Hopefully that's clear. I'm just posting this to avoid duplicated effort, and to show it's not that simple (probably why none of the C/Python/C# libraries I've found for tackling this have even attempted recursion on the source data.

judgej commented 7 years ago

Been playing with the recursion over the weekend, and it seems that the way PHP serializes it is rather bizarre. Take this as an example:

$arr = [
    'a' => 'one',
];

$arr['b'] =& $arr['a'];

var_dump($arr);
echo serialize($arr);

/*
array(2) {
  ["a"]=>
  &string(3) "one"
  ["b"]=>
  &string(3) "one"
}
a:2:{s:1:"a";s:3:"one";s:1:"b";R:2;}
*/

Here element b references element a. The var_dump shows the value of element b since that is what it contains (a and b share the same source data). The serialize does something different - it provides the value for a - the first time the shared data is encountered.
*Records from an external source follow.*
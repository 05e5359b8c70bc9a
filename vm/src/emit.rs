use std::collections::HashMap;

use crate::CompileError;
use crate::Instruction;
use crate::Label;
use crate::Program;

/// Assigns every label a compact bit string in order of first appearance.
fn label_bits(program: &Program) -> HashMap<&Label, String> {
    let mut bits = HashMap::new();
    for label in program.instructions().iter().filter_map(Instruction::label) {
        let next = bits.len();
        bits.entry(label).or_insert_with(|| format!("{next:b}"));
    }
    bits
}

fn number_letters(value: i64) -> String {
    let sign = if value < 0 { 'T' } else { 'S' };
    let magnitude = format!("{:b}", value.unsigned_abs());
    let mut letters = String::with_capacity(magnitude.len() + 2);
    letters.push(sign);
    letters.extend(magnitude.chars().map(|bit| if bit == '1' { 'T' } else { 'S' }));
    letters.push('L');
    letters
}

/// One string of `S`/`T`/`L` letters per instruction.
fn letter_lines(program: &Program) -> Vec<String> {
    let labels = label_bits(program);
    program
        .instructions()
        .iter()
        .map(|instruction| {
            let mut letters = instruction.opcode().encoding().to_string();
            if let Some(value) = instruction.number() {
                letters.push_str(&number_letters(value));
            } else if let Some(label) = instruction.label() {
                let bits = labels.get(label).map_or("", String::as_str);
                letters.extend(bits.chars().map(|bit| if bit == '1' { 'T' } else { 'S' }));
                letters.push('L');
            }
            letters
        })
        .collect()
}

pub(crate) fn whitespace(program: &Program) -> String {
    letter_lines(program)
        .concat()
        .chars()
        .map(|letter| match letter {
            'S' => ' ',
            'T' => '\t',
            _ => '\n',
        })
        .collect()
}

pub(crate) fn visible(program: &Program) -> String {
    letter_lines(program).join("\n")
}

pub(crate) fn mnemonic(program: &Program) -> String {
    program
        .instructions()
        .iter()
        .map(ToString::to_string)
        .collect::<Vec<_>>()
        .join("\n")
}

pub(crate) fn json(program: &Program) -> Result<String, CompileError> {
    serde_json::to_string_pretty(program.instructions())
        .map_err(|err| CompileError::new(format!("failed to serialize program: {err}")))
}
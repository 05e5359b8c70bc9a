use nospace_protocol::ErrorEntry;
use nospace_protocol::format_error_entries;
use thiserror::Error;

/// Failure while turning source text into a [`crate::Program`]. Carries
/// every diagnostic found, not only the first.
#[derive(Debug, Clone, PartialEq, Eq, Error)]
#[error("{}", format_error_entries(.diagnostics))]
pub struct CompileError {
    pub diagnostics: Vec<ErrorEntry>,
}

impl CompileError {
    pub fn new(message: impl Into<String>) -> Self {
        Self {
            diagnostics: vec![ErrorEntry::new(message)],
        }
    }

    pub fn at(message: impl Into<String>, line: u32, column: u32) -> Self {
        Self {
            diagnostics: vec![ErrorEntry::at(message, line, column)],
        }
    }
}

impl From<Vec<ErrorEntry>> for CompileError {
    fn from(diagnostics: Vec<ErrorEntry>) -> Self {
        Self { diagnostics }
    }
}

/// Runtime fault. Once a machine reports one it stays faulted.
#[derive(Debug, Clone, PartialEq, Eq, Error)]
pub enum VmError {
    #[error("stack underflow at instruction {pc} (`{opcode}`)")]
    StackUnderflow { pc: usize, opcode: &'static str },

    #[error("division by zero at instruction {pc}")]
    DivisionByZero { pc: usize },

    #[error("arithmetic overflow at instruction {pc} (`{opcode}`)")]
    Overflow { pc: usize, opcode: &'static str },

    #[error("invalid operand {value} for `{opcode}` at instruction {pc}")]
    InvalidOperand {
        pc: usize,
        opcode: &'static str,
        value: i64,
    },

    #[error("return outside of a subroutine at instruction {pc}")]
    CallStackUnderflow { pc: usize },

    #[error("call stack exceeded {limit} frames")]
    CallStackOverflow { limit: usize },

    #[error("attempted to read past the end of input")]
    EndOfInput,

    #[error("invalid number on input: {0:?}")]
    InvalidNumberInput(String),

    #[error("cannot print {0} as a character")]
    InvalidCharCode(i64),
}
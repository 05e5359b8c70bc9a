use nospace_protocol::CompileOptions;
use nospace_protocol::LanguageSubset;
use nospace_vm::Machine;

use super::Raised;

/// Builds machines and compiled text from source. The VM backend calls it
/// inside `catch_unwind`, so implementations may panic as well as return
/// errors.
pub trait Toolchain: Send + Sync {
    fn load(&self, code: &str, language: LanguageSubset, stdin: &str) -> Result<Machine, Raised>;

    fn compile(&self, code: &str, options: &CompileOptions) -> Result<String, Raised>;
}

/// The `nospace-vm` assembler, parser and emitters.
#[derive(Debug, Clone, Copy, Default)]
pub struct NativeToolchain;

impl Toolchain for NativeToolchain {
    fn load(&self, code: &str, language: LanguageSubset, stdin: &str) -> Result<Machine, Raised> {
        let program = nospace_vm::load_program(code, language)?;
        Ok(Machine::new(program, stdin))
    }

    fn compile(&self, code: &str, options: &CompileOptions) -> Result<String, Raised> {
        Ok(nospace_vm::compile(code, options.language, options.target)?)
    }
}
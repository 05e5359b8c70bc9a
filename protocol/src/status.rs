use serde::Deserialize;
use serde::Serialize;
use strum_macros::Display;

/// Lifecycle state of an execution session. `Running` is the only
/// non-terminal state.
#[derive(Debug, Clone, Copy, PartialEq, Eq, Hash, Serialize, Deserialize, Display)]
#[serde(rename_all = "snake_case")]
#[strum(serialize_all = "snake_case")]
pub enum ExecutionStatus {
    Running,
    Finished,
    Error,
    Killed,
}

impl ExecutionStatus {
    pub fn is_terminal(self) -> bool {
        !matches!(self, ExecutionStatus::Running)
    }
}
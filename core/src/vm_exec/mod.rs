//! In-process execution on the nospace VM.
//!
//! A run is a tokio task that alternates between executing one step budget
//! and yielding to the runtime. Cancellation and the global step ceiling
//! are checked at budget boundaries only; a single budget is never
//! interrupted.

mod raised;
mod toolchain;

use std::panic::AssertUnwindSafe;
use std::panic::catch_unwind;
use std::sync::Arc;
use std::sync::Mutex;
use std::sync::PoisonError;

use async_trait::async_trait;
use nospace_protocol::CompileOptions;
use nospace_protocol::ExecutionStatus;
use nospace_protocol::RunOptions;
use nospace_protocol::SessionId;
use nospace_vm::Machine;
use nospace_vm::StepOutcome;
use tracing::debug;
use tracing::info;
use tracing::warn;

use crate::BackendKind;
use crate::Config;
use crate::EventSinks;
use crate::ExecutionBackend;
use crate::ExecutionSession;
use crate::OutputHandler;
use crate::OutputStream;
use crate::StatusHandler;

pub use raised::Raised;
pub use toolchain::NativeToolchain;
pub use toolchain::Toolchain;

#[derive(Debug, Clone, Copy)]
struct StepLimits {
    budget: u64,
    ceiling: u64,
}

pub struct CooperativeVmBackend {
    toolchain: Arc<dyn Toolchain>,
    sinks: EventSinks,
    current: Mutex<Option<ExecutionSession>>,
    limits: StepLimits,
}

impl CooperativeVmBackend {
    pub fn new(config: Arc<Config>) -> Self {
        Self::with_toolchain(config, Arc::new(NativeToolchain))
    }

    pub fn with_toolchain(config: Arc<Config>, toolchain: Arc<dyn Toolchain>) -> Self {
        Self {
            toolchain,
            sinks: EventSinks::default(),
            current: Mutex::new(None),
            limits: StepLimits {
                budget: config.step_budget,
                ceiling: config.max_total_steps,
            },
        }
    }

    fn current(&self) -> Option<ExecutionSession> {
        self.current
            .lock()
            .unwrap_or_else(PoisonError::into_inner)
            .clone()
    }
}

#[async_trait]
impl ExecutionBackend for CooperativeVmBackend {
    fn kind(&self) -> BackendKind {
        BackendKind::Vm
    }

    async fn run(
        &self,
        code: &str,
        options: &RunOptions,
        stdin: Option<&str>,
    ) -> ExecutionSession {
        // One run per backend instance.
        self.kill();

        let session = ExecutionSession::new(SessionId::new(), None);
        *self.current.lock().unwrap_or_else(PoisonError::into_inner) = Some(session.clone());

        let job = VmJob {
            session: session.clone(),
            toolchain: Arc::clone(&self.toolchain),
            sinks: self.sinks.clone(),
            code: code.to_string(),
            options: options.clone(),
            stdin: stdin.unwrap_or_default().to_string(),
            limits: self.limits,
        };
        tokio::spawn(job.run());
        session
    }

    async fn compile(&self, code: &str, options: &CompileOptions) -> ExecutionSession {
        let session_id = SessionId::new();
        let compiled = catch_unwind(AssertUnwindSafe(|| self.toolchain.compile(code, options)))
            .unwrap_or_else(|panic| Err(Raised::from_panic(panic)));
        let session = match compiled {
            Ok(text) => {
                self.sinks
                    .emit_output(session_id, OutputStream::Stdout, format!("{text}\n"));
                ExecutionSession::terminated(session_id, ExecutionStatus::Finished, Some(0))
            }
            Err(raised) => {
                debug!(%session_id, "[vm_exec] compile failed");
                self.sinks.emit_output(
                    session_id,
                    OutputStream::Stderr,
                    format!("{}\n", raised.message()),
                );
                ExecutionSession::terminated(session_id, ExecutionStatus::Error, Some(1))
            }
        };
        self.sinks.emit_status(session.snapshot());
        session
    }

    /// Input is fixed when the machine is built.
    fn send_stdin(&self, _data: &str) {}

    fn kill(&self) {
        if let Some(session) = self.current()
            && session.kill()
        {
            info!(session_id = %session.id(), "🛑 [vm_exec] cancellation requested");
        }
    }

    fn dispose(&self) {
        self.kill();
        self.current
            .lock()
            .unwrap_or_else(PoisonError::into_inner)
            .take();
    }

    fn on_output(&self, handler: OutputHandler) {
        self.sinks.set_output(handler);
    }

    fn on_status_change(&self, handler: StatusHandler) {
        self.sinks.set_status(handler);
    }
}

enum Ending {
    Cancelled,
    Completed,
    Failed(Raised),
    LimitReached,
}

struct VmJob {
    session: ExecutionSession,
    toolchain: Arc<dyn Toolchain>,
    sinks: EventSinks,
    code: String,
    options: RunOptions,
    stdin: String,
    limits: StepLimits,
}

impl VmJob {
    async fn run(self) {
        let session_id = self.session.id();
        let loaded = catch_unwind(AssertUnwindSafe(|| {
            self.toolchain
                .load(&self.code, self.options.language, &self.stdin)
        }))
        .unwrap_or_else(|panic| Err(Raised::from_panic(panic)));
        let mut machine = match loaded {
            Ok(machine) if self.options.debug => machine.with_trace(),
            Ok(machine) => machine,
            Err(raised) => {
                self.finish(Ending::Failed(raised), None);
                return;
            }
        };

        // Killed before the task got to run: report only the terminal status.
        if self.session.is_cancelled() {
            debug!(%session_id, "[vm_exec] cancelled before start");
            self.finish(Ending::Cancelled, None);
            return;
        }

        info!(%session_id, instructions = machine.program().len(), "▶️ [vm_exec] run started");
        self.sinks.emit_status(self.session.snapshot());
        self.sinks
            .emit_output(session_id, OutputStream::System, "[VM execution started]");

        let ending = self.drive(&mut machine).await;
        self.finish(ending, Some(&machine));
    }

    async fn drive(&self, machine: &mut Machine) -> Ending {
        let session_id = self.session.id();
        loop {
            if self.session.is_cancelled() {
                return Ending::Cancelled;
            }
            let outcome = catch_unwind(AssertUnwindSafe(|| machine.step(self.limits.budget)));
            let chunk = machine.flush_stdout();
            if !chunk.is_empty() {
                self.sinks.emit_output(session_id, OutputStream::Stdout, chunk);
            }

            if self.session.is_cancelled() {
                return Ending::Cancelled;
            }
            match outcome {
                Ok(StepOutcome::Complete) => return Ending::Completed,
                Ok(StepOutcome::Error(err)) => return Ending::Failed(Raised::from(err)),
                Err(panic) => return Ending::Failed(Raised::from_panic(panic)),
                Ok(StepOutcome::Suspended) => {}
            }
            if machine.total_steps() >= self.limits.ceiling {
                return Ending::LimitReached;
            }
            tokio::task::yield_now().await;
        }
    }

    /// Emits the closing events for `ending` and settles the session. The
    /// machine is dropped by the caller right after.
    fn finish(&self, ending: Ending, machine: Option<&Machine>) {
        let session_id = self.session.id();
        let (status, exit_code) = match ending {
            Ending::Cancelled => (ExecutionStatus::Killed, None),
            Ending::Completed => {
                if let Some(trace) = machine.and_then(Machine::traced)
                    && self.options.debug
                    && !trace.is_empty()
                {
                    match serde_json::to_string(trace) {
                        Ok(json) => self.sinks.emit_output(
                            session_id,
                            OutputStream::Stderr,
                            format!("[Trace] {json}\n"),
                        ),
                        Err(err) => warn!(%session_id, error = %err, "[vm_exec] failed to serialize trace"),
                    }
                }
                (ExecutionStatus::Finished, Some(0))
            }
            Ending::Failed(raised) => {
                let mut message = raised.message();
                if !message.ends_with('\n') {
                    message.push('\n');
                }
                self.sinks
                    .emit_output(session_id, OutputStream::Stderr, message);
                (ExecutionStatus::Error, Some(1))
            }
            Ending::LimitReached => {
                warn!(%session_id, ceiling = self.limits.ceiling, "[vm_exec] step ceiling reached");
                self.sinks.emit_output(
                    session_id,
                    OutputStream::Stderr,
                    format!("Execution limit reached ({} steps)\n", self.limits.ceiling),
                );
                (ExecutionStatus::Killed, None)
            }
        };

        let settled = self.session.settle(status, exit_code);
        if let Some(machine) = machine {
            let notice = match settled.status {
                ExecutionStatus::Finished => {
                    format!("[execution completed ({} steps)]", machine.total_steps())
                }
                ExecutionStatus::Killed => "[execution stopped]".to_string(),
                _ => "[execution failed]".to_string(),
            };
            self.sinks
                .emit_output(session_id, OutputStream::System, notice);
        }
        info!(%session_id, status = %settled.status, "🏁 [vm_exec] run finished");
        self.sinks.emit_status(settled);
    }
}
The second time it is encountered, it is shown as a hard reference to data item number 2 (the whole array is item number 1, and a is item number 2). This is exactly what I would expect, and that's easy enough to parse.

judgej commented 7 years ago

If a is itself an array, then it works just the same:

$arr = [
    'a' => ['x' => 'ten', 'y' => 'eleven'],
];

$arr['b'] =& $arr['a'];

/*
array(2) {
  ["a"]=>
  &array(2) {
    ["x"]=>
    string(3) "ten"
    ["y"]=>
    string(6) "eleven"
  }
  ["b"]=>
  &array(2) {
    ["x"]=>
    string(3) "ten"
    ["y"]=>
    string(6) "eleven"
  }
}
a:2:{s:1:"a";a:2:{s:1:"x";s:3:"ten";s:1:"y";s:6:"eleven";}s:1:"b";R:2;}
*/

Note that the "ten" and "eleven" elements are shown in the var_dump() for convenience, but only appear once in the serialization. Again, simple to parse.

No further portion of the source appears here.